Coronavirus, medici in prima linea: "Papà ha paura ma ci ripete: va tutto bene"

C’è chi ha preso la polmonite e chi cena a metri di distanza dai suoi: su Facebook i racconti anche dei loro familiari

Coronavirus, medici in prima linea

Coronavirus, medici in prima linea

Monza, 29 marzo 2020 -  «Ho avuto la polmonite da Covid, normale per chi come me fa il medico: l’ho presa presto, ho sviluppato gli anticorpi e quindi sono quasi guarito e spero di poter presto tornare a fare il mio lavoro: anche io sono intollerante a dieci giorni in un letto". Così scrive in un lungo post sul suo profilo facebook Giovanni Ciuffo, medico al Policlinico di Monza. I social sono diventati per i medici, gli infermieri e gli oss un canale per raccontare e riflettere quello che vivono dopo un turno in trincea mostrando quell’umanità che si nasconde dietro le protezioni, i sentimenti e la paura che li accompagnano durante il lavoro e quando, per chi può, torna a casa. Ma i social sono diventati anche il mezzo di comunicazione che i familiari adottano per parlare con i loro cari impegnati nelle corsie degli ospedali. Il dottor Ciuffo ha deciso di raccontare la sua esperienza personale per un motivo preciso: "Per invitare a riflettere sul senso delle cose".

È rimasto in contatto con i suoi colleghi che nel nosocomio di via Amati vivono immersi nell’inferno Covid-19. "Anche nel mio ospedale c’è guerra - prosegue il dottor Ciuffo -. La tragedia è che un intero blocco operatorio, dove normalmente si lavora per la vita, è diventato camera mortuaria". Il fermo obbligato dei giorni a letto e la fame d’aria hanno portato il dottor Ciuffo, così come altri suoi colleghi, a passare dalla parte di chi cura a quella di chi viene curato. Guardando anche a come cambierà la vita quando la pandemia, speriamo in fretta, sarà finita. "Sono pragmatico per formazione e lavoro - prosegue -. Non perdo di vista il dramma della malattia, quello economico e la difficoltà di rimettersi in piedi. Ma dobbiamo combattere la campagna più grande e difficile: quella di girarci indietro e rischiare di scoprire di non aver ancora incominciato a vivere".

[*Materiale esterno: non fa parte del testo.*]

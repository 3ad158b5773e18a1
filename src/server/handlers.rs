use super::types::{ErrorResponse, GenerateRequest, GenerateResponse};
use crate::provider::{GenerationInput, VideoProvider};
use axum::{
    extract::State,
    http::{Method, StatusCode, header},
    response::{IntoResponse, Response},
};
use serde::Serialize;
use std::sync::Arc;
use tracing::{error, info};

#[derive(Clone)]
pub struct AppState {
    pub api_token: Option<String>,
    pub provider: Arc<dyn VideoProvider>,
}

/// Single endpoint: CORS preflight, method gate, prompt validation,
/// credential check, then one blocking provider call.
pub async fn generate(State(state): State<AppState>, method: Method, body: String) -> Response {
    if method == Method::OPTIONS {
        return preflight();
    }

    if method != Method::POST {
        return json_response(
            StatusCode::METHOD_NOT_ALLOWED,
            &ErrorResponse {
                error: "Method not allowed".to_string(),
            },
        );
    }

    // An absent body arrives as the empty string; treat it as an empty object
    // so the prompt check produces the 400, not the JSON parser.
    let body = if body.is_empty() {
        "{}".to_string()
    } else {
        body
    };

    let request: GenerateRequest = match serde_json::from_str(&body) {
        Ok(request) => request,
        Err(e) => {
            error!("Rejecting request with malformed JSON body: {}", e);
            return json_response(
                StatusCode::BAD_REQUEST,
                &ErrorResponse {
                    error: "Malformed JSON body".to_string(),
                },
            );
        }
    };

    if request.prompt.is_empty() {
        return json_response(
            StatusCode::BAD_REQUEST,
            &ErrorResponse {
                error: "Prompt is required".to_string(),
            },
        );
    }

    if state.api_token.is_none() {
        error!("REPLICATE_API_TOKEN is not set; cannot reach the provider");
        return json_response(
            StatusCode::INTERNAL_SERVER_ERROR,
            &ErrorResponse {
                error: "API token not configured".to_string(),
            },
        );
    }

    info!(
        "Received generation request with prompt of {} chars",
        request.prompt.len()
    );

    match state.provider.generate(&GenerationInput::default()).await {
        Ok(output) => {
            info!("Video generation succeeded");
            json_response(
                StatusCode::OK,
                &GenerateResponse {
                    video_url: output.into_video_url(),
                    prompt: request.prompt,
                },
            )
        }
        Err(e) => {
            error!("Video generation failed: {}", e);
            json_response(
                StatusCode::BAD_GATEWAY,
                &ErrorResponse {
                    error: format!("Video generation failed: {e}"),
                },
            )
        }
    }
}

fn json_response<T: Serialize>(status: StatusCode, body: &T) -> Response {
    let payload = serde_json::to_string(body).unwrap_or_default();
    (
        status,
        [
            (header::CONTENT_TYPE, "application/json"),
            (header::ACCESS_CONTROL_ALLOW_ORIGIN, "*"),
        ],
        payload,
    )
        .into_response()
}

fn preflight() -> Response {
    (
        StatusCode::OK,
        [
            (header::ACCESS_CONTROL_ALLOW_ORIGIN, "*"),
            (header::ACCESS_CONTROL_ALLOW_METHODS, "POST, OPTIONS"),
            (header::ACCESS_CONTROL_ALLOW_HEADERS, "Content-Type"),
            (header::ACCESS_CONTROL_MAX_AGE, "86400"),
        ],
        String::new(),
    )
        .into_response()
}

Intenso , sempre sui social, il post della figlia di un medico che lavora in un ospedale brianzolo Covid-exclusive . "Non bacio e non abbraccio mio padre dall’11 marzo - scrive -. Cena da solo, dorme da solo, la distanza fisica è probabilmente la cosa che fa più male. Cerchiamo di ammazzarla nei suoi giorni liberi quando può pranzare o cenare con noi. Allora stiamo insieme, comunque lontani lui a capotavola e noi due metri più in là". Per la ragazza e per i suoi fratelli Covid-19 ha portato uno tsunami nella routine quotidiana. "Da quando è cominciata questa guerra – prosegue – per la prima volta negli umili 21 anni della mia vita ho visto mio padre preoccupato, amareggiato, stanco, triste".

I racconti di morti improvvise, in solitudine che lasciano il segno nel cuore di chi ha alle spalle decenni di corsia. "Mio padre non è un eroe - ribadisce orgogliosa la figlia -. È un uomo che fa il suo lavoro, lo fa bene e lo ama come la sua vita. Torna a casa con il naso gonfio e arrossato per la maschera che indossa, con la paura per essersi infettato per sbaglio o per sfortuna, ma questa paura non prova a trasmettercela neanche per un secondo. E continua a dire: va tutto bene".